Details: PDF & images · Whiteboards
- Full-text search runs on a trigram index and updates on every keystroke,
staying fast into the tens of thousands of pages (numbers below). Results are
grouped by type — pages, PDFs, images, whiteboards — with filter chips, and
⌘Fsearches within the open page.
Details: Search
- More than one set of notes? Notebooks are self-contained data folders (a work set, a personal set, a folder in Dropbox) switched from a chip at the bottom of the sidebar or Settings → Notebooks; switching relaunches into the picked one.
- Notes live in one local SQLite file, with images and PDFs beside it. The whole database can be encrypted (SQLCipher, AES-256), with an unlock screen, optional keychain storage of the password, and an idle auto-lock.

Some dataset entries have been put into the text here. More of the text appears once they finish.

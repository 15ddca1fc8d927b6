pub mod cobertura;
pub mod lcov;

use std::collections::BTreeMap;

use tracing::debug;

use crate::detect::Format;
use crate::error::Result;
use crate::model::{BranchCoverage, CoverageDetail, FunctionCoverage, StatementCoverage};

/// Coverage collected for one source file while parsing a report.
#[derive(Debug, Clone, Default)]
pub struct ParsedFile {
    pub path: String,
    pub statements: BTreeMap<u32, StatementCoverage>,
    pub functions: Vec<FunctionCoverage>,
    /// Branch arms seen on lines that have no line record (yet).
    unattached: BTreeMap<u32, Vec<BranchCoverage>>,
}

impl ParsedFile {
    pub fn new(path: String) -> Self {
        Self {
            path,
            ..Default::default()
        }
    }

    /// Record a line hit. A line reported twice keeps its highest count.
    pub fn record_line(&mut self, line: u32, hits: u64) {
        let arms = self.unattached.remove(&line);
        let stmt = self
            .statements
            .entry(line)
            .or_insert_with(|| StatementCoverage {
                line,
                hits: 0,
                branches: Vec::new(),
            });
        stmt.hits = stmt.hits.max(hits);
        if let Some(arms) = arms {
            stmt.branches.extend(arms);
        }
    }

    /// Append a branch arm to the statement on `line`. Arms never create a
    /// statement: until the line itself is recorded they are held aside, and
    /// arms whose line is never recorded are dropped.
    pub fn record_branch(&mut self, line: u32, hits: u64, label: Option<String>) {
        let arm = BranchCoverage { hits, label };
        match self.statements.get_mut(&line) {
            Some(stmt) => stmt.branches.push(arm),
            None => self.unattached.entry(line).or_default().push(arm),
        }
    }

    #[must_use]
    pub fn has_branches(&self, line: u32) -> bool {
        self.statements
            .get(&line)
            .is_some_and(|s| !s.branches.is_empty())
            || self.unattached.contains_key(&line)
    }

    pub fn record_function(&mut self, name: String, line: Option<u32>, hits: u64) {
        self.functions.push(FunctionCoverage { name, line, hits });
    }

    /// Fold another block for the same file into this one. Lines, branch
    /// arms (by position) and functions (by name and line) keep the highest
    /// hit count.
    pub fn absorb(&mut self, other: ParsedFile) {
        for (line, stmt) in other.statements {
            self.record_line(line, stmt.hits);
            self.merge_branches(line, stmt.branches);
        }
        for (line, arms) in other.unattached {
            self.merge_branches(line, arms);
        }
        for func in other.functions {
            let existing = self
                .functions
                .iter_mut()
                .find(|f| f.name == func.name && f.line == func.line);
            match existing {
                Some(existing) => existing.hits = existing.hits.max(func.hits),
                None => self.functions.push(func),
            }
        }
    }

    fn merge_branches(&mut self, line: u32, arms: Vec<BranchCoverage>) {
        if arms.is_empty() {
            return;
        }
        let target = match self.statements.get_mut(&line) {
            Some(stmt) => &mut stmt.branches,
            None => self.unattached.entry(line).or_default(),
        };
        for (position, arm) in arms.into_iter().enumerate() {
            match target.get_mut(position) {
                Some(existing) => existing.hits = existing.hits.max(arm.hits),
                None => target.push(arm),
            }
        }
    }

    /// Statements in line order followed by functions.
    pub fn into_details(self) -> Vec<CoverageDetail> {
        if !self.unattached.is_empty() {
            debug!(
                path = %self.path,
                lines = self.unattached.len(),
                "dropping branch arms on lines without a line record"
            );
        }
        self.statements
            .into_values()
            .map(CoverageDetail::Statement)
            .chain(self.functions.into_iter().map(CoverageDetail::Function))
            .collect()
    }
}

/// Every format parser implements this trait.
pub trait Parser {
    fn parse(&self, input: &[u8]) -> Result<Vec<ParsedFile>>;
}

pub fn parse_with_format(format: Format, content: &[u8]) -> Result<Vec<ParsedFile>> {
    match format {
        Format::Cobertura => cobertura::CoberturaParser.parse(content),
        Format::Lcov => lcov::LcovParser.parse(content),
    }
}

- Importers exist for Obsidian (vault, links, properties, callouts, canvas boards) and Logseq (graph, whiteboards, PDF highlights); imports don't touch the source. And the way out is just as open: File → Export Notebook as Markdown writes the whole notebook as plain markdown + assets (whiteboards as JSON Canvas), readable by any other app.
- Appearance: built-in and JSON-file themes, light/dark/auto, any installed or imported font, and an adjustable text size.
Details: Password & encryption · Import your notes · Themes
Create a page named Templates and define snippets with !name headers — every
line under a !name (until the next !name) is that template's body:
!meeting
## Meeting {{date}}
- Attendees:
- Notes: {{cursor}}
!standup
- Yesterday:
- Today:
- Blockers:
Then type /meeting in any day or page to insert it. Placeholders expand on
insert: {{date}}, {{time}}, {{title}} (the current page/day), and
{{cursor}} (where the caret lands). Built-in Markdown commands live in
gpui-markdown as SNIPPETS.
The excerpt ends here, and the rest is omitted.